In your reply, restate all of the records below word for word.

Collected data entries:
━━━━━━━━━━━━━━━━
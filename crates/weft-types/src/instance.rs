use std::hash::{Hash, Hasher};

use serde::{Deserialize, Serialize};

use crate::identity::{DriverContext, InstanceId, OwnerKey};

/// A payload tagged with the identity used for cancellation and routing.
///
/// Equality and hashing look at the identity only, so a lookup keyed by
/// `Instance<T>` behaves like one keyed by [`InstanceId`].
#[derive(Clone, Debug, Serialize, Deserialize)]
pub struct Instance<T> {
    pub id: InstanceId,
    pub payload: T,
}

impl<T> Instance<T> {
    pub fn new(owner: OwnerKey, context: DriverContext, payload: T) -> Self {
        Self {
            id: InstanceId::new(owner, context),
            payload,
        }
    }

    pub fn with_id(id: InstanceId, payload: T) -> Self {
        Self { id, payload }
    }

    pub fn owner(&self) -> OwnerKey {
        self.id.owner
    }

    pub fn context(&self) -> DriverContext {
        self.id.context
    }

    /// Replace the payload, keeping the identity.
    pub fn map<U>(self, f: impl FnOnce(T) -> U) -> Instance<U> {
        Instance {
            id: self.id,
            payload: f(self.payload),
        }
    }
}

impl<T> PartialEq for Instance<T> {
    fn eq(&self, other: &Self) -> bool {
        self.id == other.id
    }
}

impl<T> Eq for Instance<T> {}

impl<T> Hash for Instance<T> {
    fn hash<H: Hasher>(&self, state: &mut H) {
        self.id.hash(state);
    }
}

#[cfg(test)]
mod tests {
    use super::*;
    use std::collections::HashSet;

    #[test]
    fn equality_ignores_payload() {
        let a = Instance::new(OwnerKey(1), DriverContext(2), 10u32);
        let b = Instance::new(OwnerKey(1), DriverContext(2), 99u32);
        assert_eq!(a, b);

        let mut set = HashSet::new();
        set.insert(a);
        assert!(!set.insert(b));
    }

    #[test]
    fn map_keeps_identity() {
        let a = Instance::new(OwnerKey(5), DriverContext(1), 3u8);
        let b = a.clone().map(|v| format!("{v}"));
        assert_eq!(b.id, a.id);
        assert_eq!(b.payload, "3");
        assert_eq!(b.owner(), OwnerKey(5));
        assert_eq!(b.context(), DriverContext(1));
    }
}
━━━━━━━━━━━━━━━━
_RESULT FOR THIS EXERCISE_.
filename crates/weft-types/src/instance.rs
use std::hash::{Hash, Hasher};

use serde::{Deserialize, Serialize};

use crate::identity::{DriverContext, InstanceId, OwnerKey};

/// A payload tagged with the identity used for cancellation and routing.
///
/// Equality and hashing look at the identity only, so a lookup keyed by
/// `Instance<T>` behaves like one keyed by [`InstanceId`].
#[derive(Clone, Debug, Serialize, Deserialize)]
pub struct Instance<T> {
    pub id: InstanceId,
    pub payload: T,
}

impl<T> Instance<T> {
    pub fn new(owner: OwnerKey, context: DriverContext, payload: T) -> Self {
        Self {
            id: InstanceId::new(owner, context),
            payload,
        }
    }

    pub fn with_id(id: InstanceId, payload: T) -> Self {
        Self { id, payload }
    }

    pub fn owner(&self) -> OwnerKey {
        self.id.owner
    }

    pub fn context(&self) -> DriverContext {
        self.id.context
    }

    /// Replace the payload, keeping the identity.
    pub fn map<U>(self, f: impl FnOnce(T) -> U) -> Instance<U> {
        Instance {
            id: self.id,
            payload: f(self.payload),
        }
    }
}

impl<T> PartialEq for Instance<T> {
    fn eq(&self, other: &Self) -> bool {
        self.id == other.id
    }
}

impl<T> Eq for Instance<T> {}

impl<T> Hash for Instance<T> {
    fn hash<H: Hasher>(&self, state: &mut H) {
        self.id.hash(state);
    }
}

#[cfg(test)]
mod tests {
    use super::*;
    use std::collections::HashSet;

    #[test]
    fn equality_ignores_payload() {
        let a = Instance::new(OwnerKey(1), DriverContext(2), 10u32);
        let b = Instance::new(OwnerKey(1), DriverContext(2), 99u32);
        assert_eq!(a, b);

        let mut set = HashSet::new();
        set.insert(a);
        assert!(!set.insert(b));
    }

    #[test]
    fn map_keeps_identity() {
        let a = Instance::new(OwnerKey(5), DriverContext(1), 3u8);
        let b = a.clone().map(|v| format!("{v}"));
        assert_eq!(b.id, a.id);
        assert_eq!(b.payload, "3");
        assert_eq!(b.owner(), OwnerKey(5));
        assert_eq!(b.context(), DriverContext(1));
    }
}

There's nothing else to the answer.